**PROBLEM REQUIREMENTS:** The answer must be every line below that contains the string "WsError".

INPUT section start

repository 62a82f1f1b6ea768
//! Protocol-wide constants.

use std::time::Duration;

/// Default telemetry endpoint (Node-RED WebSocket out node on the kiosk LAN).
pub const DEFAULT_ENDPOINT: &str = "ws://localhost:1880/ws/compressor";

/// Maximum number of snapshots retained in the rolling history.
pub const HISTORY_CAPACITY: usize = 50;

/// Fixed delay before re-dialing after an unintended disconnect.
pub const RECONNECT_DELAY: Duration = Duration::from_secs(3);

/// No frame within this window means the dashboard shows stale data.
pub const STALE_THRESHOLD: Duration = Duration::from_secs(5);

/// Interval between keepalive pings sent to the telemetry source.
pub const WS_PING_PERIOD: Duration = Duration::from_secs(15);

/// If nothing arrives within this window after a ping, the connection
/// is considered dead and torn down.
pub const WS_PONG_WAIT: Duration = Duration::from_secs(60);

/// Upper bound on a single inbound frame. Telemetry frames are tiny;
/// anything bigger is garbage.
pub const WS_MAX_MESSAGE_SIZE: usize = 64 * 1024;
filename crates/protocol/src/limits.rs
//! Display ranges for the analog gauges.
//!
//! Purely presentational: the core never validates or clamps readings
//! against these, it only hands them to whatever draws the dials.

/// Display range and unit for one analog metric.
#[derive(Debug, Clone, Copy, PartialEq)]
pub struct MetricLimit {
    pub min: f64,
    pub max: f64,
    pub unit: &'static str,
    pub label: &'static str,
}

impl MetricLimit {
    /// Position of `value` within the display range, clamped to `0.0..=1.0`.
    pub fn fraction(&self, value: f64) -> f64 {
        if self.max <= self.min {
            return 0.0;
        }
        ((value - self.min) / (self.max - self.min)).clamp(0.0, 1.0)
    }
}

/// Gauge ranges per metric, in wire-field order.
pub const METRIC_LIMITS: &[(&str, MetricLimit)] = &[
    ("pressure", MetricLimit { min: 0.0, max: 15.0, unit: "bar", label: "Pressure" }),
    ("flow", MetricLimit { min: 0.0, max: 20.0, unit: "m³/min", label: "Flow" }),
    ("temperature", MetricLimit { min: 0.0, max: 120.0, unit: "°C", label: "Temperature" }),
    ("power", MetricLimit { min: 0.0, max: 100.0, unit: "kW", label: "Power" }),
    ("voltage", MetricLimit { min: 380.0, max: 420.0, unit: "V", label: "Voltage" }),
    ("current", MetricLimit { min: 0.0, max: 200.0, unit: "A", label: "Current" }),
];

/// Looks up the display limit for a wire field name.
pub fn limit_for(field: &str) -> Option<&'static MetricLimit> {
    METRIC_LIMITS
        .iter()
        .find(|(name, _)| *name == field)
        .map(|(_, limit)| limit)
}
//! WebSocket read pump — decodes and dispatches inbound frames.

use std::sync::Arc;
use std::sync::atomic::{AtomicBool, Ordering};

use futures_util::StreamExt;
use tokio::sync::mpsc;
use tokio_tungstenite::tungstenite;
use tokio_util::sync::CancellationToken;
use tracing::{debug, trace, warn};

use airview_protocol::TelemetryFrame;
use airview_protocol::constants::{WS_MAX_MESSAGE_SIZE, WS_PONG_WAIT};

use crate::ws_client::{DisconnectCallback, FrameCallback};

/// Reads messages from the WebSocket and dispatches decoded frames.
///
/// A pong deadline detects dead connections: if nothing arrives within
/// [`WS_PONG_WAIT`] the link is considered dead and the loop exits with
/// the transport-error flag set, which feeds the reconnect path.
pub(crate) async fn read_pump<S>(
    mut read: S,
    on_frame: FrameCallback,
    on_disconnect: DisconnectCallback,
    transport_error: Arc<AtomicBool>,
    write_tx: mpsc::Sender<tungstenite::Message>,
    cancel: CancellationToken,
) where
    S: StreamExt<Item = Result<tungstenite::Message, tungstenite::Error>> + Unpin,
{
    let pong_deadline = tokio::time::sleep(WS_PONG_WAIT);
    tokio::pin!(pong_deadline);

    loop {
        tokio::select! {
            _ = cancel.cancelled() => break,

            () = &mut pong_deadline => {
                warn!("keepalive timeout, closing connection");
                transport_error.store(true, Ordering::Relaxed);
                break;
            }

            msg = read.next() => {
                match msg {
                    Some(Ok(msg)) => {
                        // Any inbound traffic proves the link is alive.
                        pong_deadline.as_mut().reset(tokio::time::Instant::now() + WS_PONG_WAIT);

                        match msg {
                            tungstenite::Message::Text(text) => {
                                handle_text_frame(&text, &on_frame).await;
                            }
                            tungstenite::Message::Ping(data) => {
                                trace!("received ping, sending pong");
                                let _ = write_tx.send(tungstenite::Message::Pong(data)).await;
                            }
                            tungstenite::Message::Pong(_) => {
                                trace!("received pong");
                            }
                            tungstenite::Message::Close(_) => {
                                debug!("received close frame");
                                break;
                            }
                            _ => {} // Binary — the protocol is text-only.
                        }
                    }
                    Some(Err(e)) => {
                        warn!("WebSocket read error: {e}");
                        transport_error.store(true, Ordering::Relaxed);
                        break;
                    }
                    None => {
                        debug!("WebSocket stream ended");
                        break;
                    }
                }
            }
        }
    }

    if let Some(cb) = on_disconnect.lock().await.as_ref() {
        cb();
    }
}

/// Decodes one text frame. Malformed frames are logged and dropped; they
/// never reach subscribers and never affect connection health.
async fn handle_text_frame(text: &str, on_frame: &FrameCallback) {
    if text.len() > WS_MAX_MESSAGE_SIZE {
        warn!("frame too large ({} bytes), dropping", text.len());
        return;
    }

    let frame: TelemetryFrame = match serde_json::from_str(text) {
        Ok(f) => f,
        Err(e) => {
            warn!("failed to decode telemetry frame: {e}");
            return;
        }
    };

    // The dashboard needs a timestamp on every frame to judge staleness.
    let frame = frame.with_timestamp();

    let guard = on_frame.lock().await;
    if let Some(cb) = guard.as_ref() {
        cb(frame);
    } else {
        trace!("no frame callback set, dropping frame");
    }
}
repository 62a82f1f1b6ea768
//! Headless kiosk runner.
//!
//! Wires the settings store, connection manager, and aggregator together
//! and logs once a second what a graphical dashboard would draw: clock,
//! connection state, gauge values, and data staleness. The rendering
//! layer proper is a separate consumer of the same outputs.

use std::path::PathBuf;
use std::sync::{Arc, Mutex};
use std::time::Duration;

use anyhow::Context;
use chrono::Local;
use clap::Parser;
use tracing::{debug, info};
use tracing_subscriber::EnvFilter;

use airview_connection::ConnectionManager;
use airview_protocol::{TelemetrySnapshot, limits};
use airview_settings::{SettingsStore, default_settings_path};
use airview_telemetry::Aggregator;

#[derive(Parser)]
#[command(name = "airview-kiosk", version, about)]
struct Args {
    /// Telemetry endpoint URL. Overrides and persists the stored setting.
    #[arg(long)]
    url: Option<String>,

    /// Settings file path. Defaults to the platform config directory.
    #[arg(long)]
    config: Option<PathBuf>,
}

#[tokio::main]
async fn main() -> anyhow::Result<()> {
    tracing_subscriber::fmt()
        .with_env_filter(
            EnvFilter::try_from_default_env().unwrap_or_else(|_| EnvFilter::new("info")),
        )
        .init();

    let args = Args::parse();

    let settings_path = args
        .config
        .or_else(default_settings_path)
        .context("could not resolve a settings path")?;
    let settings = SettingsStore::new(settings_path)?;
    if let Some(url) = &args.url {
        settings.set_endpoint_url(url)?;
    }
    let url = settings.endpoint_url();

    let aggregator = Arc::new(Mutex::new(Aggregator::new()));
    let manager = ConnectionManager::new();

    let _status_sub = manager.subscribe_status(|state| {
        info!(?state, "connection state changed");
    });
    let agg = aggregator.clone();
    let _data_sub = manager.subscribe_data(move |frame| {
        let mut agg = agg.lock().unwrap();
        let snapshot = agg.observe(frame);
        debug!(timestamp = snapshot.timestamp, "frame merged");
    });

    info!(%url, "starting kiosk");
    manager.connect(&url).await;

    let mut ticker = tokio::time::interval(Duration::from_secs(1));
    loop {
        tokio::select! {
            _ = tokio::signal::ctrl_c() => break,
            _ = ticker.tick() => {
                let (snapshot, stale, since) = {
                    let agg = aggregator.lock().unwrap();
                    (agg.current().clone(), agg.is_stale(), agg.since_last_received())
                };
                render_line(&manager, &snapshot, stale, since);
            }
        }
    }

    info!("shutting down");
    manager.disconnect().await;
    Ok(())
}

fn render_line(
    manager: &ConnectionManager,
    snapshot: &TelemetrySnapshot,
    stale: bool,
    since: Option<Duration>,
) {
    let clock = Local::now().format("%a %d.%m.%Y %H:%M:%S");
    let data_age = match since {
        None => "no data received yet".to_string(),
        Some(d) if stale => format!("last data {:.0} s ago (STALE)", d.as_secs_f64()),
        Some(_) => "live".to_string(),
    };

    info!(
        state = ?manager.state(),
        "{clock} | {} | {data_age}",
        gauge_summary(snapshot),
    );
}

/// One-line gauge readout driven by the display limits table. Absent
/// fields render as a dash, never as a fabricated value.
fn gauge_summary(snap: &TelemetrySnapshot) -> String {
    let status = snap
        .status
        .map(|s| format!("{s:?}").to_uppercase())
        .unwrap_or_else(|| "—".to_string());

    let readings = [
        ("pressure", snap.pressure),
        ("flow", snap.flow),
        ("temperature", snap.temperature),
        ("power", snap.power),
        ("voltage", snap.voltage),
        ("current", snap.current),
    ];

    let mut parts = vec![status];
    for (field, value) in readings {
        let Some(limit) = limits::limit_for(field) else {
            continue;
        };
        parts.push(match value {
            Some(v) => format!("{} {v:.1} {}", limit.label, limit.unit),
            None => format!("{} —", limit.label),
        });
    }
    parts.push(match snap.total_hours {
        Some(h) => format!("Hours {h:.1} h"),
        None => "Hours —".to_string(),
    });

    parts.join(" | ")
}
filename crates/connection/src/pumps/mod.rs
pub(crate) mod ping;
pub(crate) mod read;
pub(crate) mod write;
//! WebSocket client for one telemetry session.
//!
//! The stream is receive-only at the application level: inbound text
//! frames are decoded into [`TelemetryFrame`]s, and the only outbound
//! traffic is keepalive pings, pong replies, and the close frame.

use std::sync::Arc;
use std::sync::atomic::AtomicBool;

use futures_util::StreamExt;
use tokio::sync::{Mutex, mpsc};
use tokio_tungstenite::tungstenite;

use airview_protocol::TelemetryFrame;
use airview_protocol::constants::WS_MAX_MESSAGE_SIZE;

/// Errors from the WebSocket client.
#[derive(Debug, thiserror::Error)]
pub enum WsError {
    #[error("WebSocket error: {0}")]
    Ws(#[from] tungstenite::Error),
}

/// Callback invoked with each decoded telemetry frame.
pub(crate) type FrameCallback = Arc<Mutex<Option<Box<dyn Fn(TelemetryFrame) + Send + Sync>>>>;

/// Callback invoked once when the session ends, for any reason.
pub(crate) type DisconnectCallback = Arc<Mutex<Option<Box<dyn Fn() + Send + Sync>>>>;

/// A live WebSocket session to the telemetry endpoint.
pub struct WsClient {
    write_tx: mpsc::Sender<tungstenite::Message>,
    on_frame: FrameCallback,
    on_disconnect: DisconnectCallback,
    /// Set by the read pump when the session ended on a transport error
    /// (read failure or keepalive timeout) rather than a clean close.
    transport_error: Arc<AtomicBool>,
    _read_handle: tokio::task::JoinHandle<()>,
    _write_handle: tokio::task::JoinHandle<()>,
    _ping_handle: tokio::task::JoinHandle<()>,
    cancel: tokio_util::sync::CancellationToken,
}

impl WsClient {
    /// Dials the endpoint and completes the WebSocket handshake.
    pub async fn connect(url: &str) -> Result<Self, WsError> {
        let mut ws_config = tungstenite::protocol::WebSocketConfig::default();
        ws_config.max_message_size = Some(WS_MAX_MESSAGE_SIZE);
        ws_config.max_frame_size = Some(WS_MAX_MESSAGE_SIZE);
        let (ws_stream, _) =
            tokio_tungstenite::connect_async_with_config(url, Some(ws_config), false).await?;
        let (write, read) = ws_stream.split();

        let (write_tx, write_rx) = mpsc::channel::<tungstenite::Message>(64);
        let on_frame: FrameCallback = Arc::new(Mutex::new(None));
        let on_disconnect: DisconnectCallback = Arc::new(Mutex::new(None));
        let transport_error = Arc::new(AtomicBool::new(false));
        let cancel = tokio_util::sync::CancellationToken::new();

        let write_handle = {
            let cancel = cancel.clone();
            tokio::spawn(crate::pumps::write::write_pump(write, write_rx, cancel))
        };

        let read_handle = {
            let on_frame = on_frame.clone();
            let on_disconnect = on_disconnect.clone();
            let transport_error = transport_error.clone();
            let write_tx = write_tx.clone();
            let cancel = cancel.clone();
            tokio::spawn(crate::pumps::read::read_pump(
                read,
                on_frame,
                on_disconnect,
                transport_error,
                write_tx,
                cancel,
            ))
        };

        let ping_handle = {
            let write_tx = write_tx.clone();
            let cancel = cancel.clone();
            tokio::spawn(crate::pumps::ping::ping_pump(write_tx, cancel))
        };

        Ok(Self {
            write_tx,
            on_frame,
            on_disconnect,
            transport_error,
            _read_handle: read_handle,
            _write_handle: write_handle,
            _ping_handle: ping_handle,
            cancel,
        })
    }

    /// Sets the callback for decoded telemetry frames.
    pub(crate) async fn set_frame_callback(&self, cb: Box<dyn Fn(TelemetryFrame) + Send + Sync>) {
        *self.on_frame.lock().await = Some(cb);
    }

    /// Sets the callback for session end.
    pub(crate) async fn set_disconnect_callback(&self, cb: Box<dyn Fn() + Send + Sync>) {
        *self.on_disconnect.lock().await = Some(cb);
    }

    /// Drops both callbacks. Events arriving afterwards go nowhere, which
    /// is what an intentional disconnect relies on.
    pub(crate) async fn clear_callbacks(&self) {
        *self.on_frame.lock().await = None;
        *self.on_disconnect.lock().await = None;
    }

    /// Flag set when the session died on a transport error.
    pub(crate) fn transport_error(&self) -> Arc<AtomicBool> {
        self.transport_error.clone()
    }

    /// Gracefully closes the session.
    pub async fn close(&self) {
        self.cancel.cancel();
        let _ = self.write_tx.send(tungstenite::Message::Close(None)).await;
    }
}

impl Drop for WsClient {
    fn drop(&mut self) {
        self.cancel.cancel();
        self._read_handle.abort();
        self._write_handle.abort();
        self._ping_handle.abort();
    }
}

INPUT section end

**SOLUTION BELOW:**
pub enum WsError {
    pub async fn connect(url: &str) -> Result<Self, WsError> {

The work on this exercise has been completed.